Content starts

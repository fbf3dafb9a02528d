//! Sidecar plugin host

use crate::error::{HostError, Result};
use crate::registry::{PluginEntry, PluginRegistry};
use crate::server;
use kidecar_config::{HostSettings, SidecarConfig};
use kidecar_plugin_api::{
    Capabilities, DynPlugin, Plugin, PluginContext, PluginError, PluginFailure, PluginState,
    PluginStatus, TypedPlugin,
};
use std::path::Path;
use std::sync::Arc;
use std::time::Duration;
use tokio::net::TcpListener;
use tokio::sync::{mpsc, Mutex};
use tokio::time::MissedTickBehavior;
use tokio_util::sync::CancellationToken;
use tokio_util::task::TaskTracker;
use tracing::{debug, error, info, warn};

/// Runs the plugins configured for this sidecar
///
/// Plugins are registered with [`add_plugin`](SidecarHost::add_plugin), which
/// binds their configuration entry and calls `init`. [`start`](SidecarHost::start)
/// launches every plugin concurrently, polls their status in the background
/// and returns with the first error any plugin reports.
#[derive(Debug)]
pub struct SidecarHost {
    config: SidecarConfig,
    caps: Capabilities,
    registry: PluginRegistry,
    shutdown: CancellationToken,
    tracker: TaskTracker,
    failures_tx: mpsc::UnboundedSender<PluginFailure>,
    failures_rx: Mutex<mpsc::UnboundedReceiver<PluginFailure>>,
}

impl SidecarHost {
    /// Create a host for `config`
    pub fn new(config: SidecarConfig, caps: Capabilities) -> Self {
        let (failures_tx, failures_rx) = mpsc::unbounded_channel();
        Self {
            config,
            caps,
            registry: PluginRegistry::new(),
            shutdown: CancellationToken::new(),
            tracker: TaskTracker::new(),
            failures_tx,
            failures_rx: Mutex::new(failures_rx),
        }
    }

    /// Load the sidecar configuration from `path` and create a host for it
    pub fn load<P: AsRef<Path>>(path: P, caps: Capabilities) -> Result<Self> {
        let config = kidecar_config::load(path)?;
        Ok(Self::new(config, caps))
    }

    /// Sidecar configuration
    pub fn config(&self) -> &SidecarConfig {
        &self.config
    }

    /// Capabilities handed to plugins
    pub fn capabilities(&self) -> &Capabilities {
        &self.caps
    }

    /// Host version
    pub fn version(&self) -> &'static str {
        crate::VERSION
    }

    /// Token that makes [`start`](SidecarHost::start) return when cancelled
    pub fn shutdown_token(&self) -> CancellationToken {
        self.shutdown.clone()
    }

    /// Register a typed plugin
    pub async fn register<P: Plugin>(&self, plugin: P) -> Result<()> {
        self.add_plugin(TypedPlugin::boxed(plugin)).await
    }

    /// Bind, initialize and register a plugin
    ///
    /// Plugins without a configuration entry are skipped. A plugin with the
    /// same name as a registered one replaces it.
    pub async fn add_plugin(&self, mut plugin: Box<dyn DynPlugin>) -> Result<()> {
        let name = plugin.name().to_string();
        if name.is_empty() {
            return Err(HostError::EmptyName);
        }

        let Some(descriptor) = self.config.plugin(&name) else {
            info!(plugin = %name, "Plugin not configured, skipping");
            return Ok(());
        };

        plugin
            .bind_and_init(&descriptor.config, self.caps.clone())
            .await
            .map_err(|e| HostError::add_failed(&name, e))?;

        let version = plugin.version().to_string();
        let entry = PluginEntry::new(Arc::from(plugin), descriptor.boot_order, &self.shutdown);
        if self.registry.insert(&name, entry) {
            warn!(plugin = %name, version = %version, "Plugin replaced");
        } else {
            info!(plugin = %name, version = %version, "Plugin registered");
        }

        Ok(())
    }

    /// Names of registered plugins in boot order
    pub fn plugin_names(&self) -> Vec<String> {
        self.registry.names()
    }

    /// Whether a plugin is registered under `name`
    pub fn is_registered(&self, name: &str) -> bool {
        self.registry.contains(name)
    }

    /// Lifecycle state of a registered plugin
    pub fn plugin_state(&self, name: &str) -> Option<PluginState> {
        self.registry.state(name)
    }

    /// Launch every registered plugin that is not already running
    ///
    /// Returns immediately with the number of plugins launched. Errors are
    /// delivered on the host's shared error channel.
    pub fn start_all(&self) -> usize {
        let mut launched = 0;
        for name in self.registry.names() {
            let Some((plugin, run)) = self.registry.begin_run(&name) else {
                continue;
            };
            let ctx = PluginContext::new(&name, run, self.failures_tx.clone());
            self.tracker
                .spawn(run_plugin(self.registry.clone(), name, plugin, ctx));
            launched += 1;
        }
        launched
    }

    /// Start one status poll task per registered plugin
    ///
    /// Consecutive tasks start `pollStagger` apart; each then polls every
    /// `pollInterval` until its plugin is removed or the host shuts down.
    /// A zero interval falls back to the default.
    pub fn start_polling(&self) {
        let mut interval = self.config.host.poll_interval;
        if interval.is_zero() {
            interval = HostSettings::default().poll_interval;
            warn!(interval = %humanize(interval), "pollInterval is zero, using default");
        }
        let stagger = self.config.host.poll_stagger;

        for (index, name) in self.registry.names().into_iter().enumerate() {
            let Some(entry) = self.registry.get(&name) else {
                continue;
            };
            let delay = stagger.saturating_mul(index as u32);
            self.tracker.spawn(poll_loop(
                self.registry.clone(),
                name,
                entry.plugin,
                entry.registration,
                delay,
                interval,
            ));
        }
    }

    /// Latest status of a plugin, polling it once if none is cached
    pub async fn plugin_status(&self, name: &str) -> Result<PluginStatus> {
        if let Some(status) = self.registry.cached_status(name) {
            return Ok(status);
        }
        self.poll_status(name).await
    }

    /// Poll a plugin's status now and cache the result
    pub async fn poll_status(&self, name: &str) -> Result<PluginStatus> {
        let entry = self
            .registry
            .get(name)
            .ok_or_else(|| HostError::not_found(name))?;

        let status = entry
            .plugin
            .status()
            .await
            .map_err(|source| HostError::StatusUnavailable {
                plugin: name.to_string(),
                source,
            })?;

        self.registry.store_status(name, &entry.plugin, status.clone());
        Ok(status)
    }

    /// Run the host until a plugin fails or the shutdown token is cancelled
    ///
    /// Launches all plugins, starts status polling and, when enabled, the
    /// liveness endpoint. The first plugin error ends the run and is
    /// returned; every other plugin task is cancelled on the way out.
    pub async fn start(&self) -> Result<()> {
        let mut failures = self.failures_rx.lock().await;

        let web = &self.config.host.web_server;
        if web.enabled {
            let listener = TcpListener::bind(web.listen).await?;
            let shutdown = self.shutdown.clone();
            self.tracker.spawn(async move {
                if let Err(e) = server::serve(listener, shutdown).await {
                    error!(error = %e, "Liveness endpoint failed");
                }
            });
        }

        let launched = self.start_all();
        self.start_polling();
        info!(
            plugins = launched,
            version = crate::VERSION,
            "Sidecar host started"
        );

        let result = tokio::select! {
            Some(failure) = failures.recv() => {
                error!(plugin = %failure.plugin, error = %failure.error, "Plugin failed, stopping host");
                Err(HostError::PluginFailed {
                    plugin: failure.plugin,
                    source: failure.error,
                })
            }
            _ = self.shutdown.cancelled() => {
                info!("Sidecar host shutting down");
                Ok(())
            }
        };

        self.shutdown.cancel();
        result
    }

    /// Stop and unregister a plugin
    ///
    /// The plugin stays registered if its `stop` fails.
    pub async fn remove_plugin(&self, name: &str) -> Result<()> {
        let entry = self
            .registry
            .get(name)
            .ok_or_else(|| HostError::not_found(name))?;

        self.stop_entry(name, &entry.plugin).await?;
        self.registry.remove(name);
        info!(plugin = %name, "Plugin removed");
        Ok(())
    }

    /// Stop every registered plugin in reverse boot order
    ///
    /// All plugins are attempted; failures are collected into
    /// [`HostError::StopAll`].
    pub async fn stop_all(&self) -> Result<()> {
        info!("Stopping all plugins");
        let mut failures = Vec::new();

        for name in self.registry.names().into_iter().rev() {
            let Some(entry) = self.registry.get(&name) else {
                continue;
            };
            if let Err(e) = self.stop_entry(&name, &entry.plugin).await {
                error!(plugin = %name, error = %e, "Plugin stop failed");
                failures.push(e);
            }
        }

        if failures.is_empty() {
            Ok(())
        } else {
            Err(HostError::StopAll(failures))
        }
    }

    /// Cancel every host task and wait up to `stopTimeout` for them to finish
    pub async fn shutdown(&self) {
        self.shutdown.cancel();
        self.tracker.close();

        let timeout = self.config.host.stop_timeout;
        if tokio::time::timeout(timeout, self.tracker.wait()).await.is_err() {
            warn!(
                tasks = self.tracker.len(),
                "Host tasks still running after stop timeout"
            );
        }
    }

    async fn stop_entry(&self, name: &str, plugin: &Arc<dyn DynPlugin>) -> Result<()> {
        let timeout = self.config.host.stop_timeout;
        let outcome = tokio::time::timeout(timeout, plugin.stop()).await;

        let source = match outcome {
            Ok(Ok(())) => {
                self.registry.mark_stopped(name, plugin);
                info!(plugin = %name, "Plugin stopped");
                return Ok(());
            }
            Ok(Err(e)) => e,
            Err(_) => PluginError::runtime(format!(
                "stop did not complete within {}",
                humanize(timeout)
            )),
        };

        Err(HostError::PluginStop {
            plugin: name.to_string(),
            source,
        })
    }
}

async fn run_plugin(
    registry: PluginRegistry,
    name: String,
    plugin: Arc<dyn DynPlugin>,
    ctx: PluginContext,
) {
    info!(plugin = %name, "Plugin starting");

    match plugin.start(ctx.clone()).await {
        Ok(()) => {
            registry.end_run(&name, &plugin, PluginState::Stopped);
            info!(plugin = %name, "Plugin exited");
        }
        Err(e) => {
            error!(plugin = %name, error = %e, "Plugin returned an error");
            registry.end_run(&name, &plugin, PluginState::Failed(e.to_string()));
            if !ctx.report(e) {
                debug!(plugin = %name, "Host no longer listening for plugin errors");
            }
        }
    }
}

async fn poll_loop(
    registry: PluginRegistry,
    name: String,
    plugin: Arc<dyn DynPlugin>,
    scope: CancellationToken,
    delay: Duration,
    interval: Duration,
) {
    tokio::select! {
        _ = scope.cancelled() => return,
        _ = tokio::time::sleep(delay) => {}
    }

    let mut ticker = tokio::time::interval(interval);
    ticker.set_missed_tick_behavior(MissedTickBehavior::Delay);

    loop {
        tokio::select! {
            _ = scope.cancelled() => break,
            _ = ticker.tick() => {
                match plugin.status().await {
                    Ok(status) => {
                        debug!(plugin = %name, running = status.running, health = %status.health, "Polled plugin status");
                        registry.store_status(&name, &plugin, status);
                    }
                    Err(e) => warn!(plugin = %name, error = %e, "Status poll failed"),
                }
            }
        }
    }

    debug!(plugin = %name, "Status polling stopped");
}

fn humanize(d: Duration) -> String {
    if d.subsec_millis() == 0 {
        format!("{}s", d.as_secs())
    } else {
        format!("{}ms", d.as_millis())
    }
}

#[cfg(test)]
mod tests {
    use super::*;
    use kidecar_config::PluginDescriptor;
    use kidecar_plugin_api::testing::{test_capabilities, MockPlugin};
    use kidecar_store::PodIdentity;
    use serde_json::json;

    fn host(names: &[&str]) -> SidecarHost {
        let config = SidecarConfig {
            plugins: names
                .iter()
                .map(|name| PluginDescriptor::new(*name, json!({"label": *name})))
                .collect(),
            ..Default::default()
        };
        let (caps, _cluster) = test_capabilities(PodIdentity::new("default", "web-0"));
        SidecarHost::new(config, caps)
    }

    #[tokio::test]
    async fn test_unconfigured_plugin_is_skipped() {
        let host = host(&["alpha"]);
        host.register(MockPlugin::new("beta")).await.unwrap();
        assert!(!host.is_registered("beta"));
    }

    #[tokio::test]
    async fn test_empty_name_rejected() {
        let host = host(&["alpha"]);
        let err = host.register(MockPlugin::new("")).await.unwrap_err();
        assert!(matches!(err, HostError::EmptyName));
    }

    #[tokio::test]
    async fn test_start_all_skips_running_plugins() {
        let host = host(&["alpha"]);
        let alpha = MockPlugin::new("alpha");
        host.register(alpha.clone()).await.unwrap();

        assert_eq!(host.start_all(), 1);
        assert_eq!(host.start_all(), 0);
        assert!(host.plugin_state("alpha").unwrap().is_running());

        host.shutdown().await;
        assert_eq!(alpha.start_call_count(), 1);
    }

    #[tokio::test(start_paused = true)]
    async fn test_zero_poll_interval_uses_default() {
        let mut host = host(&["alpha"]);
        host.config.host.poll_interval = Duration::ZERO;
        let alpha = MockPlugin::new("alpha");
        host.register(alpha.clone()).await.unwrap();

        host.start_polling();
        tokio::time::sleep(Duration::from_millis(100)).await;
        assert_eq!(alpha.status_call_count(), 1);

        tokio::time::sleep(HostSettings::default().poll_interval).await;
        assert_eq!(alpha.status_call_count(), 2);

        host.shutdown().await;
    }

    #[test]
    fn test_humanize() {
        assert_eq!(humanize(Duration::from_secs(20)), "20s");
        assert_eq!(humanize(Duration::from_millis(1500)), "1500ms");
    }
}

Content ends

→ PROMPT
Wherever the word "configuration" turns up in a line of the entries above, copy that line.

→ FINISHED TASK
/// binds their configuration entry and calls `init`. [`start`](SidecarHost::start)
    /// Load the sidecar configuration from `path` and create a host for it
    /// Sidecar configuration
    /// Plugins without a configuration entry are skipped. A plugin with the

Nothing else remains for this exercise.